To: Daniel Burke <smstnitc@xxxxxxxxx>
Subject: Re: Network funkyness
Cc: lvs-users@xxxxxxxxxxxxxxxxxxxxxx
From: Julian Anastasov <ja@xxxxxx>
Date: Sun, 30 Jun 2002 22:24:51 +0000 (GMT)
        Hello,

On Sun, 30 Jun 2002, Daniel Burke wrote:

> Actually, I was trying to have the directors contain
> the dummy interfaces at the same time as having them
> on eth0.  Based on your description below, I see why
> that was a bad thing.

        Yes, you can't keep the same VIP on 2 devs at the
same time. At least, for such setup. The dummy device is
before the eth devices in the list and when the kernel
lookups for VIP it can find it first on the dummy interface
where it is marked as hidden. The result: VIP is hidden
even when it is configured also on ARP device.
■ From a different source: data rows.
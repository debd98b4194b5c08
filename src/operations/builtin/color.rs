//! Color operations: preset filters blended by intensity

use crate::core::error::{InvalidOptionsError, KitResult};
use crate::core::operation::{Category, Operation, OperationMetadata};
use crate::core::options::{Constraint, OptionDefinition, Options};
use crate::core::types::{ColorFormat, ImageInfo, OptionType, RasterImage, Value};
use image::DynamicImage;
use rayon::prelude::*;
use serde::{Deserialize, Serialize};
use std::fmt;

/// A 4x5 color matrix in row-major order.
///
/// Rows produce R, G, B, A; columns weigh R, G, B, A and add an offset in
/// 0..=255 units.
pub type ColorMatrix = [[f32; 5]; 4];

/// Named color presets.
#[derive(Debug, Clone, Copy, PartialEq, Eq, Hash, Serialize, Deserialize)]
#[serde(rename_all = "lowercase")]
pub enum FilterPreset {
    Identity,
    Grayscale,
    Sepia,
    Invert,
    Warm,
    Cool,
    Vintage,
}

impl FilterPreset {
    /// Every preset in listing order.
    pub const ALL: [FilterPreset; 7] = [
        FilterPreset::Identity,
        FilterPreset::Grayscale,
        FilterPreset::Sepia,
        FilterPreset::Invert,
        FilterPreset::Warm,
        FilterPreset::Cool,
        FilterPreset::Vintage,
    ];

    /// Option value naming this preset.
    pub fn name(&self) -> &'static str {
        match self {
            FilterPreset::Identity => "identity",
            FilterPreset::Grayscale => "grayscale",
            FilterPreset::Sepia => "sepia",
            FilterPreset::Invert => "invert",
            FilterPreset::Warm => "warm",
            FilterPreset::Cool => "cool",
            FilterPreset::Vintage => "vintage",
        }
    }

    /// Look a preset up by its exact lowercase name.
    pub fn from_name(name: &str) -> Option<Self> {
        Self::ALL.iter().copied().find(|p| p.name() == name)
    }

    /// The preset's color matrix.
    pub fn matrix(&self) -> ColorMatrix {
        const ALPHA: [f32; 5] = [0.0, 0.0, 0.0, 1.0, 0.0];
        match self {
            FilterPreset::Identity => [
                [1.0, 0.0, 0.0, 0.0, 0.0],
                [0.0, 1.0, 0.0, 0.0, 0.0],
                [0.0, 0.0, 1.0, 0.0, 0.0],
                ALPHA,
            ],
            // Rec. 601 luma
            FilterPreset::Grayscale => [
                [0.299, 0.587, 0.114, 0.0, 0.0],
                [0.299, 0.587, 0.114, 0.0, 0.0],
                [0.299, 0.587, 0.114, 0.0, 0.0],
                ALPHA,
            ],
            FilterPreset::Sepia => [
                [0.393, 0.769, 0.189, 0.0, 0.0],
                [0.349, 0.686, 0.168, 0.0, 0.0],
                [0.272, 0.534, 0.131, 0.0, 0.0],
                ALPHA,
            ],
            FilterPreset::Invert => [
                [-1.0, 0.0, 0.0, 0.0, 255.0],
                [0.0, -1.0, 0.0, 0.0, 255.0],
                [0.0, 0.0, -1.0, 0.0, 255.0],
                ALPHA,
            ],
            FilterPreset::Warm => [
                [1.1, 0.0, 0.0, 0.0, 10.0],
                [0.0, 1.0, 0.0, 0.0, 5.0],
                [0.0, 0.0, 0.9, 0.0, -10.0],
                ALPHA,
            ],
            FilterPreset::Cool => [
                [0.9, 0.0, 0.0, 0.0, -10.0],
                [0.0, 1.0, 0.0, 0.0, 0.0],
                [0.0, 0.0, 1.1, 0.0, 10.0],
                ALPHA,
            ],
            FilterPreset::Vintage => [
                [0.6, 0.3, 0.1, 0.0, 20.0],
                [0.2, 0.7, 0.1, 0.0, 10.0],
                [0.2, 0.3, 0.5, 0.0, 0.0],
                ALPHA,
            ],
        }
    }
}

impl fmt::Display for FilterPreset {
    fn fmt(&self, f: &mut fmt::Formatter<'_>) -> fmt::Result {
        write!(f, "{}", self.name())
    }
}

/// Applies a named color preset, blended with the input by `intensity`.
#[derive(Debug, Clone)]
pub struct FiltersOperation;

impl FiltersOperation {
    /// Registry key.
    pub const IDENTIFIER: &'static str = "filters";

    fn preset(options: &Options) -> Result<FilterPreset, InvalidOptionsError> {
        let name = options.get_string(Self::IDENTIFIER, "filter")?;
        FilterPreset::from_name(name).ok_or_else(|| {
            InvalidOptionsError::new(
                Self::IDENTIFIER,
                "filter",
                format!("unknown filter preset '{}'", name),
            )
        })
    }

    fn intensity(options: &Options) -> Result<f32, InvalidOptionsError> {
        let intensity = options.get_float(Self::IDENTIFIER, "intensity")?;
        if !(0.0..=1.0).contains(&intensity) {
            return Err(InvalidOptionsError::new(
                Self::IDENTIFIER,
                "intensity",
                format!("{} is outside [0, 1]", intensity),
            ));
        }
        Ok(intensity as f32)
    }
}

impl Operation for FiltersOperation {
    fn metadata(&self) -> OperationMetadata {
        OperationMetadata::builder(Self::IDENTIFIER, "Filters")
            .description("Apply a named color filter preset")
            .category(Category::Color)
            .option(
                OptionDefinition::new("filter", OptionType::String, Value::from("identity"))
                    .with_description("Preset name")
                    .with_constraint(Constraint::OneOf(
                        FilterPreset::ALL.iter().map(|p| Value::from(p.name())).collect(),
                    )),
            )
            .option(
                OptionDefinition::new("intensity", OptionType::Float, Value::Float(1.0))
                    .with_description("Blend between original (0.0) and filtered (1.0)")
                    .with_range(0.0, 1.0),
            )
            .build()
    }

    fn validate(&self, options: &Options, _input: &ImageInfo) -> Result<(), InvalidOptionsError> {
        Self::preset(options)?;
        Self::intensity(options)?;
        Ok(())
    }

    fn apply(&self, input: &RasterImage, options: &Options) -> KitResult<RasterImage> {
        let preset = Self::preset(options)?;
        let intensity = Self::intensity(options)?;
        if preset == FilterPreset::Identity || intensity == 0.0 {
            return Ok(input.clone());
        }

        let matrix = preset.matrix();
        let mut rgba = input.image().to_rgba8();
        let pixels: &mut [u8] = &mut rgba;

        pixels.par_chunks_exact_mut(4).for_each(|px| {
            let src = [px[0] as f32, px[1] as f32, px[2] as f32, px[3] as f32];
            for (channel, row) in matrix.iter().enumerate() {
                let filtered = row[0] * src[0]
                    + row[1] * src[1]
                    + row[2] * src[2]
                    + row[3] * src[3]
                    + row[4];
                let blended = src[channel] + (filtered - src[channel]) * intensity;
                px[channel] = blended.round().clamp(0.0, 255.0) as u8;
            }
        });

        Ok(RasterImage::new(DynamicImage::ImageRgba8(rgba)))
    }

    fn output_info(&self, options: &Options, input: &ImageInfo) -> ImageInfo {
        if self.is_noop(options) {
            *input
        } else {
            ImageInfo {
                color: ColorFormat::Rgba8,
                ..*input
            }
        }
    }

    fn is_noop(&self, options: &Options) -> bool {
        matches!(Self::preset(options), Ok(FilterPreset::Identity))
            || matches!(Self::intensity(options), Ok(i) if i == 0.0)
    }
}
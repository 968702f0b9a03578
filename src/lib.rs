//! Tycho — agent orchestration over chat-completion LLM APIs.
//!
//! Provides agent definitions, triage dispatch across specialized
//! sub-agents, a tool-calling execution loop (blocking and streaming),
//! conversation memory, token-budget management, and rate/timeout control.
//!
//! # Quick Start
//!
//! ```no_run
//! use std::sync::Arc;
//! use tycho::prelude::*;
//!
//! # async fn example() {
//! let config = TychoConfig::from_env();
//! let provider = Arc::new(OpenAiProvider::from_config(&config).unwrap());
//! let agent = Agent::new("Assistant", "gpt-4o")
//!     .with_instructions("You are a helpful assistant.");
//!
//! let mut manager = AgentManager::new(provider, agent);
//! let mut memory = Memory::new();
//! let response = manager.run("Hello!", &mut memory).await;
//! println!("{}", response.messages.last().unwrap().content);
//! # }
//! ```

pub mod agent;
pub mod config;
pub mod error;
pub mod limit;
pub mod manager;
pub mod memory;
pub mod prelude;
pub mod provider;
pub mod summarize;
pub mod tokens;
pub mod tools;
pub mod types;
pub mod util;
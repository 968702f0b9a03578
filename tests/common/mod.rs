//! Scripted mock provider shared by the integration tests.

use std::collections::VecDeque;
use std::sync::Mutex;

use async_trait::async_trait;
use futures::stream::BoxStream;

use tycho::error::{Result, TychoError};
use tycho::provider::{
    ChatCompletion, CompletionDelta, CompletionProvider, CompletionRequest, ToolCallDelta,
};
use tycho::types::{TokenUsage, ToolCallRequest};

/// Test provider that records requests and replays queued responses.
///
/// Streaming calls replay the same queue, chopping each reply into several
/// deltas to exercise the merge path.
#[derive(Default)]
pub struct MockProvider {
    replies: Mutex<VecDeque<Result<ChatCompletion>>>,
    requests: Mutex<Vec<CompletionRequest>>,
}

impl MockProvider {
    pub fn new() -> Self {
        Self::default()
    }

    pub fn queue_text(&self, text: &str) {
        self.replies.lock().unwrap().push_back(Ok(ChatCompletion {
            content: text.to_string(),
            tool_calls: Vec::new(),
            usage: None,
        }));
    }

    pub fn queue_text_with_usage(&self, text: &str, usage: TokenUsage) {
        self.replies.lock().unwrap().push_back(Ok(ChatCompletion {
            content: text.to_string(),
            tool_calls: Vec::new(),
            usage: Some(usage),
        }));
    }

    pub fn queue_tool_calls(&self, calls: &[(&str, &str, &str)]) {
        self.replies.lock().unwrap().push_back(Ok(ChatCompletion {
            content: String::new(),
            tool_calls: calls
                .iter()
                .map(|(id, name, arguments)| ToolCallRequest {
                    id: id.to_string(),
                    name: name.to_string(),
                    arguments: arguments.to_string(),
                })
                .collect(),
            usage: None,
        }));
    }

    pub fn queue_error(&self, error: TychoError) {
        self.replies.lock().unwrap().push_back(Err(error));
    }

    pub fn queue_content_filter_error(&self) {
        self.queue_error(TychoError::Api {
            status: 400,
            message: "blocked by moderation".into(),
            code: Some(tycho::error::ApiErrorCode::ContentFilter),
        });
    }

    pub fn requests(&self) -> Vec<CompletionRequest> {
        self.requests.lock().unwrap().clone()
    }

    pub fn request_count(&self) -> usize {
        self.requests.lock().unwrap().len()
    }

    fn next_reply(&self) -> Result<ChatCompletion> {
        self.replies
            .lock()
            .unwrap()
            .pop_front()
            .unwrap_or_else(|| {
                Ok(ChatCompletion {
                    content: String::new(),
                    tool_calls: Vec::new(),
                    usage: None,
                })
            })
    }
}

#[async_trait]
impl CompletionProvider for MockProvider {
    fn name(&self) -> &str {
        "mock"
    }

    async fn complete(&self, request: &CompletionRequest) -> Result<ChatCompletion> {
        self.requests.lock().unwrap().push(request.clone());
        self.next_reply()
    }

    async fn complete_stream(
        &self,
        request: &CompletionRequest,
    ) -> Result<BoxStream<'static, Result<CompletionDelta>>> {
        self.requests.lock().unwrap().push(request.clone());
        let completion = self.next_reply()?;

        let mut deltas: Vec<Result<CompletionDelta>> = Vec::new();
        if !completion.content.is_empty() {
            let mid = completion.content.len() / 2;
            let (head, tail) = completion.content.split_at(mid);
            for piece in [head, tail] {
                if !piece.is_empty() {
                    deltas.push(Ok(CompletionDelta {
                        content: Some(piece.to_string()),
                        ..Default::default()
                    }));
                }
            }
        }
        for (index, call) in completion.tool_calls.iter().enumerate() {
            let mid = call.arguments.len() / 2;
            let (head, tail) = call.arguments.split_at(mid);
            deltas.push(Ok(CompletionDelta {
                tool_calls: vec![ToolCallDelta {
                    index,
                    id: Some(call.id.clone()),
                    name: Some(call.name.clone()),
                    arguments: head.to_string(),
                }],
                ..Default::default()
            }));
            deltas.push(Ok(CompletionDelta {
                tool_calls: vec![ToolCallDelta {
                    index,
                    id: None,
                    name: None,
                    arguments: tail.to_string(),
                }],
                ..Default::default()
            }));
        }
        deltas.push(Ok(CompletionDelta {
            finish_reason: Some("stop".into()),
            usage: completion.usage,
            ..Default::default()
        }));

        Ok(Box::pin(futures::stream::iter(deltas)))
    }
}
> Would it work to down all the interfaces and unload
> the dummy module?  Or should I use "ip addr del" for
> all the dummy0:x ip's?  (I need to read up on the ip
> command, it's new to me as of friday).

        You can configure some "dummy" IP on dummy0 just
to keep the IP protocol enabled for this device. Then
ifconfig dummy0:N VIPn down will simply remove the
corresponding VIP without disabling the IP protocol.
Then you can add the VIP to device "lo" or another ethN
device where the kernel will use it as normal IP and
this VIP will be in "director" mode.

> The old servers had 2.2 kernels, the new ones have 2.4
> kernels.  What bugs me about the ipchains method not
> working is I actually had it working in development
> friday afternoon, some similarly setup systems... but
> then again, I only have one VIP being passed around in
> development, so that could be a big part of it too.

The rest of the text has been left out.